→ TASK TO CARRY OUT: What number of lines in the entries below include the string "Option"? Respond with that number alone.

→ DATA TO PROCESS:
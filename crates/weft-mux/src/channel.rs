//! Channel handles and per-channel flow-control state

use std::collections::VecDeque;
use std::sync::{Arc, Mutex, MutexGuard};

use bytes::Bytes;
use tokio::sync::Notify;
use weft_core::error::MuxError;
use weft_protocol::{Frame, VirtualPort};

use crate::multiplexer::MuxInner;
use crate::ports::ChannelKey;

/// State shared between a channel's handles and the multiplexer's reader
pub(crate) struct ChannelShared {
    pub key: ChannelKey,
    state: Mutex<ChannelState>,
    readable: Notify,
    writable: Notify,
}

#[derive(Debug)]
pub(crate) struct ChannelState {
    /// Window advertised to the peer
    window: u32,
    recv_queue: VecDeque<Bytes>,
    /// Bytes the peer may still send before receiving more credit
    recv_allowance: u32,
    /// Bytes consumed since the last window update
    consumed: u32,
    /// Bytes we may still send
    send_credit: u32,
    /// Peer sent Fin or Close
    read_eof: bool,
    /// We sent Fin
    write_closed: bool,
    /// We sent Close or Reset
    local_closed: bool,
    /// Peer sent Close or Reset
    remote_closed: bool,
    reset: bool,
    broken: Option<String>,
}

/// What the reader task should do after applying an inbound frame
pub(crate) enum Disposition {
    Keep,
    Remove,
}

impl ChannelShared {
    pub fn new(key: ChannelKey, window: u32, send_credit: u32) -> Self {
        Self {
            key,
            state: Mutex::new(ChannelState {
                window,
                recv_queue: VecDeque::new(),
                recv_allowance: window,
                consumed: 0,
                send_credit,
                read_eof: false,
                write_closed: false,
                local_closed: false,
                remote_closed: false,
                reset: false,
                broken: None,
            }),
            readable: Notify::new(),
            writable: Notify::new(),
        }
    }

    fn lock(&self) -> MutexGuard<'_, ChannelState> {
        // A panic while holding this lock leaves the flags consistent
        self.state.lock().unwrap_or_else(|e| e.into_inner())
    }

    fn wake_all(&self) {
        self.readable.notify_one();
        self.writable.notify_one();
    }

    /// Queue inbound data, enforcing the advertised window
    pub fn on_data(&self, payload: Bytes) -> Result<(), MuxError> {
        let mut state = self.lock();
        if state.local_closed || state.read_eof {
            return Ok(());
        }

        let len = payload.len();
        if len > state.recv_allowance as usize {
            return Err(MuxError::FlowControlViolation {
                port: self.key.local,
                received: len,
                allowed: state.recv_allowance,
            });
        }

        if len > 0 {
            state.recv_allowance -= len as u32;
            state.recv_queue.push_back(payload);
            drop(state);
            self.readable.notify_one();
        }
        Ok(())
    }

    pub fn on_window_update(&self, increment: u32) {
        let mut state = self.lock();
        state.send_credit = state.send_credit.saturating_add(increment);
        drop(state);
        self.writable.notify_one();
    }

    pub fn on_fin(&self) {
        self.lock().read_eof = true;
        self.readable.notify_one();
    }

    pub fn on_close(&self) -> Disposition {
        let mut state = self.lock();
        state.read_eof = true;
        state.remote_closed = true;
        let local_closed = state.local_closed;
        drop(state);
        self.wake_all();

        if local_closed {
            Disposition::Remove
        } else {
            Disposition::Keep
        }
    }

    pub fn on_reset(&self) {
        let mut state = self.lock();
        state.reset = true;
        state.remote_closed = true;
        state.local_closed = true;
        drop(state);
        self.wake_all();
    }

    /// Fail the channel because the transport is gone
    pub fn on_broken(&self, reason: &str) {
        let mut state = self.lock();
        if state.broken.is_none() {
            state.broken = Some(reason.to_string());
        }
        state.local_closed = true;
        drop(state);
        self.wake_all();
    }
}

/// Owns one end of a channel; dropping the last handle closes it
pub(crate) struct ChannelCore {
    shared: Arc<ChannelShared>,
    mux: Arc<MuxInner>,
    max_frame: usize,
}

impl ChannelCore {
    fn key(&self) -> ChannelKey {
        self.shared.key
    }

    async fn recv(&self) -> Result<Option<Bytes>, MuxError> {
        loop {
            {
                let mut state = self.shared.lock();
                if state.reset {
                    return Err(MuxError::ChannelReset);
                }
                if let Some(reason) = &state.broken {
                    return Err(MuxError::TransportBroken(reason.clone()));
                }
                if let Some(chunk) = state.recv_queue.pop_front() {
                    self.return_credit(&mut state, chunk.len() as u32);
                    return Ok(Some(chunk));
                }
                if state.read_eof {
                    return Ok(None);
                }
            }
            self.shared.readable.notified().await;
        }
    }

    fn return_credit(&self, state: &mut ChannelState, len: u32) {
        state.consumed += len;
        if state.read_eof || state.local_closed || state.consumed < state.window / 2 {
            return;
        }

        let increment = state.consumed;
        state.consumed = 0;
        state.recv_allowance += increment;
        let key = self.key();
        // A failure here means the transport is gone; the next recv reports it
        let _ = self
            .mux
            .send_frame(Frame::window_update(key.local, key.remote, increment));
    }

    async fn send(&self, mut data: Bytes) -> Result<(), MuxError> {
        while !data.is_empty() {
            let chunk = {
                let mut state = self.shared.lock();
                if state.reset {
                    return Err(MuxError::ChannelReset);
                }
                if let Some(reason) = &state.broken {
                    return Err(MuxError::TransportBroken(reason.clone()));
                }
                if state.write_closed || state.local_closed {
                    return Err(MuxError::WriteClosed);
                }
                if state.remote_closed {
                    return Err(MuxError::ChannelClosed);
                }

                if state.send_credit == 0 {
                    None
                } else {
                    let len = data
                        .len()
                        .min(state.send_credit as usize)
                        .min(self.max_frame);
                    state.send_credit -= len as u32;
                    Some(data.split_to(len))
                }
            };

            match chunk {
                Some(chunk) => {
                    let key = self.key();
                    self.mux
                        .send_frame(Frame::data(key.local, key.remote, chunk))?;
                }
                None => self.shared.writable.notified().await,
            }
        }
        Ok(())
    }

    fn close_write(&self) -> Result<(), MuxError> {
        {
            let mut state = self.shared.lock();
            if state.write_closed || state.local_closed {
                return Ok(());
            }
            state.write_closed = true;
        }
        let key = self.key();
        self.mux.send_frame(Frame::fin(key.local, key.remote))
    }

    fn reset(&self) {
        {
            let mut state = self.shared.lock();
            if state.local_closed {
                return;
            }
            state.local_closed = true;
            state.remote_closed = true;
            state.reset = true;
        }
        self.shared.wake_all();

        let key = self.key();
        tracing::debug!("Resetting channel {}", key);
        let _ = self.mux.send_frame(Frame::reset(key.local, key.remote));
        self.mux.remove_channel(&self.shared);
    }
}

impl Drop for ChannelCore {
    fn drop(&mut self) {
        let remote_closed = {
            let mut state = self.shared.lock();
            if state.local_closed {
                None
            } else {
                state.local_closed = true;
                Some(state.remote_closed)
            }
        };

        match remote_closed {
            Some(remote_closed) => {
                let key = self.key();
                tracing::trace!("Closing channel {}", key);
                let _ = self.mux.send_frame(Frame::close(key.local, key.remote));
                if remote_closed {
                    self.mux.remove_channel(&self.shared);
                }
            }
            // Reset, or failed with the transport
            None => self.mux.remove_channel(&self.shared),
        }
    }
}

/// A bidirectional, ordered, flow-controlled byte stream
pub struct Channel {
    core: Arc<ChannelCore>,
}

impl Channel {
    pub(crate) fn new(shared: Arc<ChannelShared>, mux: Arc<MuxInner>) -> Self {
        let max_frame = mux.config().max_frame_payload as usize;
        Self {
            core: Arc::new(ChannelCore {
                shared,
                mux,
                max_frame,
            }),
        }
    }

    /// This side's virtual port
    pub fn local_port(&self) -> VirtualPort {
        self.core.key().local
    }

    /// The peer's virtual port
    pub fn remote_port(&self) -> VirtualPort {
        self.core.key().remote
    }

    /// Send bytes, waiting for credit as needed
    pub async fn send(&self, data: impl Into<Bytes>) -> Result<(), MuxError> {
        self.core.send(data.into()).await
    }

    /// Receive the next chunk; `None` once the peer has finished writing
    pub async fn recv(&mut self) -> Result<Option<Bytes>, MuxError> {
        self.core.recv().await
    }

    /// Half-close: the peer reads EOF after the data already sent
    pub fn close_write(&self) -> Result<(), MuxError> {
        self.core.close_write()
    }

    /// Abort the channel; the peer's reads and writes fail with `ChannelReset`
    pub fn reset(self) {
        self.core.reset();
    }

    /// Close both directions
    pub fn close(self) {
        drop(self);
    }

    /// Split into independently owned read and write halves
    pub fn into_split(self) -> (ChannelReader, ChannelWriter) {
        (
            ChannelReader {
                core: Arc::clone(&self.core),
            },
            ChannelWriter { core: self.core },
        )
    }
}

impl std::fmt::Debug for Channel {
    fn fmt(&self, f: &mut std::fmt::Formatter<'_>) -> std::fmt::Result {
        f.debug_struct("Channel").field("key", &self.core.key()).finish()
    }
}

/// Read half of a [`Channel`]
pub struct ChannelReader {
    core: Arc<ChannelCore>,
}

impl ChannelReader {
    pub fn local_port(&self) -> VirtualPort {
        self.core.key().local
    }

    /// Receive the next chunk; `None` once the peer has finished writing
    pub async fn recv(&mut self) -> Result<Option<Bytes>, MuxError> {
        self.core.recv().await
    }

    /// Abort the whole channel
    pub fn reset(&self) {
        self.core.reset();
    }
}

/// Write half of a [`Channel`]
pub struct ChannelWriter {
    core: Arc<ChannelCore>,
}

impl ChannelWriter {
    pub fn local_port(&self) -> VirtualPort {
        self.core.key().local
    }

    /// Send bytes, waiting for credit as needed
    pub async fn send(&self, data: impl Into<Bytes>) -> Result<(), MuxError> {
        self.core.send(data.into()).await
    }

    /// Half-close the channel
    pub fn close_write(&self) -> Result<(), MuxError> {
        self.core.close_write()
    }

    /// Abort the whole channel
    pub fn reset(&self) {
        self.core.reset();
    }
}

→ ANSWER SPACE: 4